The mean height of 45 students is 152cm. If the mean height of girls alone is 144cm and that of boys alone is 168cm. Find the number of boys and girls in the class

g = number of girls

b = number of boys

SG = Sum of height of all girls

SB = Sum of height of all boys

There are 45 studentss in the class.

g = 45 - b

The mean height of girls:

Sum of height of all girls / g = 144

SG / g = 144

SG = 144 ∙ g

SG = 144 ∙ ( 45 - b )

SG = 6480 - 144 b

The mean height of boys:

Sum of height of all boys / b = 168 cm

SB / b = 168

SB = 168 b

The mean height of 45 students is 152cm.

( SG + SB ) / 45 = 152

( 6480 - 144 b + 168 b ) / 45 = 152

6480 + 24 b = 45 ∙ 152

6480 + 24 b = 6840

24 b = 6840 - 6480

24 b = 360

b = 360 / 24

b = 15

g = 45 - b = 45 - 15 = 30

There are 30 girls and 15 boys in the class.

Let's assume the number of girls in the class is "g" and the number of boys is "b".

From the information given, we can determine the following:

1. The mean height of all students is 152cm.
2. The mean height of girls alone is 144cm.
3. The mean height of boys alone is 168cm.

To find the number of boys and girls in the class, we can set up the following equations:

1. Total height of all students = mean height * number of students
152cm * 45 = 6840cm

2. Total height of girls = mean height of girls * number of girls
144cm * g

3. Total height of boys = mean height of boys * number of boys
168cm * b

Since the total height of all the students is the sum of the total height of girls and boys, we can write the equation:

Total height of all students = Total height of girls + Total height of boys

6840cm = 144cm * g + 168cm * b

We also know that the total number of students is the sum of the number of girls and boys:

Total number of students = number of girls + number of boys
45 = g + b

Now we have a system of two equations:

1. 6840cm = 144cm * g + 168cm * b
2. 45 = g + b

We can solve this system of equations to find the values of g and b.

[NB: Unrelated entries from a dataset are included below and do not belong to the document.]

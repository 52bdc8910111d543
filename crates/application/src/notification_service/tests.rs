use std::sync::{Arc, Mutex};

use async_trait::async_trait;
use accountgate_core::{AppError, AppResult};
use accountgate_domain::EmailAddress;

use super::{
    EmailService, NotificationService, OutgoingEmail, TEST_SUBJECT, WELCOME_SUBJECT, escape_html,
};

#[derive(Default)]
struct RecordingEmailService {
    sent: Mutex<Vec<(String, String, String, Option<String>)>>,
}

#[async_trait]
impl EmailService for RecordingEmailService {
    async fn send_email(
        &self,
        to: &str,
        subject: &str,
        text_body: &str,
        html_body: Option<&str>,
    ) -> AppResult<()> {
        self.sent
            .lock()
            .map_err(|error| AppError::Internal(format!("failed to lock email state: {error}")))?
            .push((
                to.to_owned(),
                subject.to_owned(),
                text_body.to_owned(),
                html_body.map(ToOwned::to_owned),
            ));
        Ok(())
    }
}

#[tokio::test]
async fn welcome_email_addresses_user_by_first_name() -> AppResult<()> {
    let email = Arc::new(RecordingEmailService::default());
    let service = NotificationService::new(email.clone());

    service
        .send_welcome(&EmailAddress::new("alice@x.com")?, Some("Alice"))
        .await?;

    let sent = email
        .sent
        .lock()
        .map_err(|error| AppError::Internal(error.to_string()))?
        .clone();
    assert_eq!(sent.len(), 1);
    assert_eq!(sent[0].0, "alice@x.com");
    assert_eq!(sent[0].1, WELCOME_SUBJECT);
    assert!(sent[0].2.starts_with("Hello Alice,"));
    assert!(sent[0].3.is_some());
    Ok(())
}

#[tokio::test]
async fn welcome_email_escapes_name_in_html() -> AppResult<()> {
    let email = Arc::new(RecordingEmailService::default());
    let service = NotificationService::new(email.clone());

    service
        .send_welcome(&EmailAddress::new("eve@x.com")?, Some("<script>"))
        .await?;

    let html = email
        .sent
        .lock()
        .map_err(|error| AppError::Internal(error.to_string()))?
        .first()
        .and_then(|message| message.3.clone())
        .unwrap_or_default();
    assert!(html.contains("&lt;script&gt;"));
    assert!(!html.contains("<script>"));
    Ok(())
}

#[tokio::test]
async fn missing_first_name_falls_back_to_greeting() -> AppResult<()> {
    let email = Arc::new(RecordingEmailService::default());
    let service = NotificationService::new(email.clone());

    service
        .send_welcome(&EmailAddress::new("bob@x.com")?, Some("  "))
        .await?;

    let text = email
        .sent
        .lock()
        .map_err(|error| AppError::Internal(error.to_string()))?
        .first()
        .map(|message| message.2.clone())
        .unwrap_or_default();
    assert!(text.starts_with("Hello there,"));
    Ok(())
}

#[tokio::test]
async fn direct_message_goes_to_canonical_recipient() -> AppResult<()> {
    let email = Arc::new(RecordingEmailService::default());
    let service = NotificationService::new(email.clone());

    let recipient = service
        .send_message(OutgoingEmail {
            to: " Carol@X.com ".to_owned(),
            subject: " Invoice ".to_owned(),
            text_body: "Your invoice is ready.".to_owned(),
            html_body: Some("   ".to_owned()),
        })
        .await?;

    assert_eq!(recipient.as_str(), "carol@x.com");
    let sent = email
        .sent
        .lock()
        .map_err(|error| AppError::Internal(error.to_string()))?
        .clone();
    assert_eq!(sent.len(), 1);
    assert_eq!(sent[0].0, "carol@x.com");
    assert_eq!(sent[0].1, "Invoice");
    assert!(sent[0].3.is_none());
    Ok(())
}

#[tokio::test]
async fn direct_message_without_subject_or_body_is_rejected() {
    let email = Arc::new(RecordingEmailService::default());
    let service = NotificationService::new(email.clone());

    let no_subject = service
        .send_message(OutgoingEmail {
            to: "carol@x.com".to_owned(),
            text_body: "body".to_owned(),
            ..OutgoingEmail::default()
        })
        .await;
    let no_body = service
        .send_message(OutgoingEmail {
            to: "carol@x.com".to_owned(),
            subject: "Hello".to_owned(),
            ..OutgoingEmail::default()
        })
        .await;

    assert!(matches!(no_subject, Err(AppError::Validation(_))));
    assert!(matches!(no_body, Err(AppError::Validation(_))));
    let sent = email.sent.lock().map(|guard| guard.len()).unwrap_or(0);
    assert_eq!(sent, 0);
}

#[tokio::test]
async fn test_message_uses_fixed_subject() -> AppResult<()> {
    let email = Arc::new(RecordingEmailService::default());
    let service = NotificationService::new(email.clone());

    service.send_test(&EmailAddress::new("ops@x.com")?).await?;

    let sent = email
        .sent
        .lock()
        .map_err(|error| AppError::Internal(error.to_string()))?
        .clone();
    assert_eq!(sent.len(), 1);
    assert_eq!(sent[0].1, TEST_SUBJECT);
    assert!(sent[0].3.as_deref().is_some_and(|html| html.contains("Email Test")));
    Ok(())
}

#[test]
fn escape_html_handles_quotes_and_ampersands() {
    assert_eq!(escape_html(r#"a & "b""#), "a &amp; &quot;b&quot;");
}
//! Identity-provider side representations.

use std::fmt;

use accountgate_core::{AppError, AppResult};
use serde::{Deserialize, Serialize};

use crate::registration::ValidatedRegistration;
use crate::user::{EmailAddress, PlainPassword, Username};

/// Identifier assigned to a user by the identity provider.
#[derive(Debug, Clone, PartialEq, Eq, Hash, Serialize, Deserialize)]
pub struct ProviderUserId(String);

impl ProviderUserId {
    /// Creates a validated provider user id.
    pub fn new(value: impl Into<String>) -> AppResult<Self> {
        let value = value.into();
        let trimmed = value.trim();
        if trimmed.is_empty() {
            return Err(AppError::Validation(
                "provider user id must not be empty".to_owned(),
            ));
        }
        if trimmed.contains('/') {
            return Err(AppError::Validation(
                "provider user id must not contain '/'".to_owned(),
            ));
        }

        Ok(Self(trimmed.to_owned()))
    }

    /// Returns the raw identifier.
    #[must_use]
    pub fn as_str(&self) -> &str {
        self.0.as_str()
    }
}

impl fmt::Display for ProviderUserId {
    fn fmt(&self, formatter: &mut fmt::Formatter<'_>) -> fmt::Result {
        formatter.write_str(&self.0)
    }
}

/// Credential entry attached to an identity record.
#[derive(Clone, PartialEq, Eq)]
pub struct IdentityCredential {
    value: PlainPassword,
    temporary: bool,
}

impl IdentityCredential {
    /// Credential type understood by the identity provider.
    pub const PASSWORD_TYPE: &'static str = "password";

    /// Creates a password credential.
    #[must_use]
    pub fn password(value: PlainPassword, temporary: bool) -> Self {
        Self { value, temporary }
    }

    /// Returns the credential type.
    #[must_use]
    pub fn credential_type(&self) -> &'static str {
        Self::PASSWORD_TYPE
    }

    /// Returns the secret value.
    #[must_use]
    pub fn value(&self) -> &PlainPassword {
        &self.value
    }

    /// Returns whether the user must replace the credential on first login.
    #[must_use]
    pub fn temporary(&self) -> bool {
        self.temporary
    }
}

impl fmt::Debug for IdentityCredential {
    fn fmt(&self, formatter: &mut fmt::Formatter<'_>) -> fmt::Result {
        formatter
            .debug_struct("IdentityCredential")
            .field("type", &Self::PASSWORD_TYPE)
            .field("value", &self.value)
            .field("temporary", &self.temporary)
            .finish()
    }
}

/// User representation submitted to the identity provider on creation.
#[derive(Debug, Clone, PartialEq, Eq)]
pub struct IdentityRecord {
    username: Username,
    email: EmailAddress,
    first_name: Option<String>,
    last_name: Option<String>,
    enabled: bool,
    email_verified: bool,
    credentials: Vec<IdentityCredential>,
}

impl IdentityRecord {
    /// Builds the provider-side record for a validated registration.
    ///
    /// The identity is enabled immediately with an unverified email and a
    /// single password credential.
    #[must_use]
    pub fn from_registration(registration: &ValidatedRegistration, temporary_password: bool) -> Self {
        Self {
            username: registration.username().clone(),
            email: registration.email().clone(),
            first_name: registration.first_name().map(ToOwned::to_owned),
            last_name: registration.last_name().map(ToOwned::to_owned),
            enabled: true,
            email_verified: false,
            credentials: vec![IdentityCredential::password(
                registration.password().clone(),
                temporary_password,
            )],
        }
    }

    /// Returns the username.
    #[must_use]
    pub fn username(&self) -> &Username {
        &self.username
    }

    /// Returns the email address.
    #[must_use]
    pub fn email(&self) -> &EmailAddress {
        &self.email
    }

    /// Returns the given name.
    #[must_use]
    pub fn first_name(&self) -> Option<&str> {
        self.first_name.as_deref()
    }

    /// Returns the family name.
    #[must_use]
    pub fn last_name(&self) -> Option<&str> {
        self.last_name.as_deref()
    }

    /// Returns whether the identity is enabled.
    #[must_use]
    pub fn enabled(&self) -> bool {
        self.enabled
    }

    /// Returns whether the email is marked verified.
    #[must_use]
    pub fn email_verified(&self) -> bool {
        self.email_verified
    }

    /// Returns the credential entries.
    #[must_use]
    pub fn credentials(&self) -> &[IdentityCredential] {
        &self.credentials
    }
}

/// Short-lived administrative bearer credential.
#[derive(Clone, PartialEq, Eq)]
pub struct AdminCredential {
    access_token: String,
    expires_in: u64,
}

impl AdminCredential {
    /// Creates an admin credential from a token endpoint response.
    pub fn new(access_token: impl Into<String>, expires_in: u64) -> AppResult<Self> {
        let access_token = access_token.into();
        if access_token.trim().is_empty() {
            return Err(AppError::Upstream(
                "identity provider returned an empty admin token".to_owned(),
            ));
        }

        Ok(Self {
            access_token,
            expires_in,
        })
    }

    /// Returns the bearer token.
    #[must_use]
    pub fn access_token(&self) -> &str {
        self.access_token.as_str()
    }

    /// Returns the token lifetime in seconds.
    #[must_use]
    pub fn expires_in(&self) -> u64 {
        self.expires_in
    }
}

impl fmt::Debug for AdminCredential {
    fn fmt(&self, formatter: &mut fmt::Formatter<'_>) -> fmt::Result {
        formatter
            .debug_struct("AdminCredential")
            .field("access_token", &"[REDACTED]")
            .field("expires_in", &self.expires_in)
            .finish()
    }
}

/// Token set issued to an end user.
#[derive(Debug, Clone, PartialEq, Eq, Serialize, Deserialize)]
pub struct TokenSet {
    /// Bearer access token.
    pub access_token: String,
    /// Refresh token, when the grant issues one.
    pub refresh_token: Option<String>,
    /// Access token lifetime in seconds.
    pub expires_in: u64,
    /// Refresh token lifetime in seconds.
    pub refresh_expires_in: Option<u64>,
    /// Token type, normally `Bearer`.
    pub token_type: String,
    /// Granted scopes.
    pub scope: Option<String>,
}

/// Result of introspecting a bearer token.
#[derive(Debug, Clone, PartialEq, Eq, Serialize, Deserialize)]
pub struct TokenIntrospection {
    /// Whether the token is currently valid.
    pub active: bool,
    /// Provider user id of the token subject.
    pub subject: Option<String>,
    /// Preferred username claim.
    pub username: Option<String>,
    /// Email claim.
    pub email: Option<String>,
    /// Expiry as a unix timestamp.
    pub expires_at: Option<i64>,
}

impl TokenIntrospection {
    /// Introspection result for a token the provider does not accept.
    #[must_use]
    pub fn inactive() -> Self {
        Self {
            active: false,
            subject: None,
            username: None,
            email: None,
            expires_at: None,
        }
    }
}

#[cfg(test)]
mod tests {
    use super::*;
    use crate::registration::RegistrationRequest;
    use crate::user::AccountType;

    fn registration() -> AppResult<ValidatedRegistration> {
        RegistrationRequest {
            username: "Alice".to_owned(),
            email: "alice@x.com".to_owned(),
            first_name: Some("Alice".to_owned()),
            last_name: Some("Doe".to_owned()),
            phone_number: None,
            country: None,
            password: PlainPassword::new("Secret123"),
            account_type: AccountType::Personal,
            company: None,
        }
        .validate()
    }

    #[test]
    fn identity_record_is_enabled_and_unverified() -> AppResult<()> {
        let record = IdentityRecord::from_registration(&registration()?, true);

        assert!(record.enabled());
        assert!(!record.email_verified());
        assert_eq!(record.username().as_str(), "alice");
        assert_eq!(record.credentials().len(), 1);
        assert_eq!(record.credentials()[0].credential_type(), "password");
        assert!(record.credentials()[0].temporary());
        Ok(())
    }

    #[test]
    fn identity_record_debug_hides_password() -> AppResult<()> {
        let record = IdentityRecord::from_registration(&registration()?, false);

        assert!(!format!("{record:?}").contains("Secret123"));
        Ok(())
    }

    #[test]
    fn admin_credential_debug_hides_token() -> AppResult<()> {
        let credential = AdminCredential::new("eyJhbGciOi.secret", 60)?;

        assert!(!format!("{credential:?}").contains("secret"));
        Ok(())
    }

    #[test]
    fn provider_user_id_rejects_path_segments() {
        assert!(ProviderUserId::new("abc/../def").is_err());
        assert!(ProviderUserId::new("  ").is_err());
    }
}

To find the number of boys and girls in the class, we can use the concept of algebraic equations based on mean values.

Let's assume the number of girls in the class is 'G' and the number of boys is 'B'.

1. We know that the mean height of all 45 students is 152cm. This means that the total height of all students is 152cm times 45 students, which can be written as:
Total height = 152 * 45

2. We also know that the mean height of all girls alone is 144cm. So, the total height of all girls is 144cm times the number of girls, which can be written as:
Total height of girls = 144 * G

3. Similarly, the mean height of all boys alone is 168cm. So, the total height of all boys is 168cm times the number of boys, which can be written as:
Total height of boys = 168 * B

Now, we can write an equation based on the total height of all students, girls, and boys:
Total height = Total height of girls + Total height of boys

Substituting the known values into the equation:
152 * 45 = 144 * G + 168 * B

Simplifying the equation:
6840 = 144G + 168B

Since there are only girls (G) and boys (B) in the class, the number of students is equal to the sum of girls and boys:
G + B = 45

Now we have a system of equations:
6840 = 144G + 168B
G + B = 45

We can solve this system of equations to find the number of girls (G) and boys (B) in the class.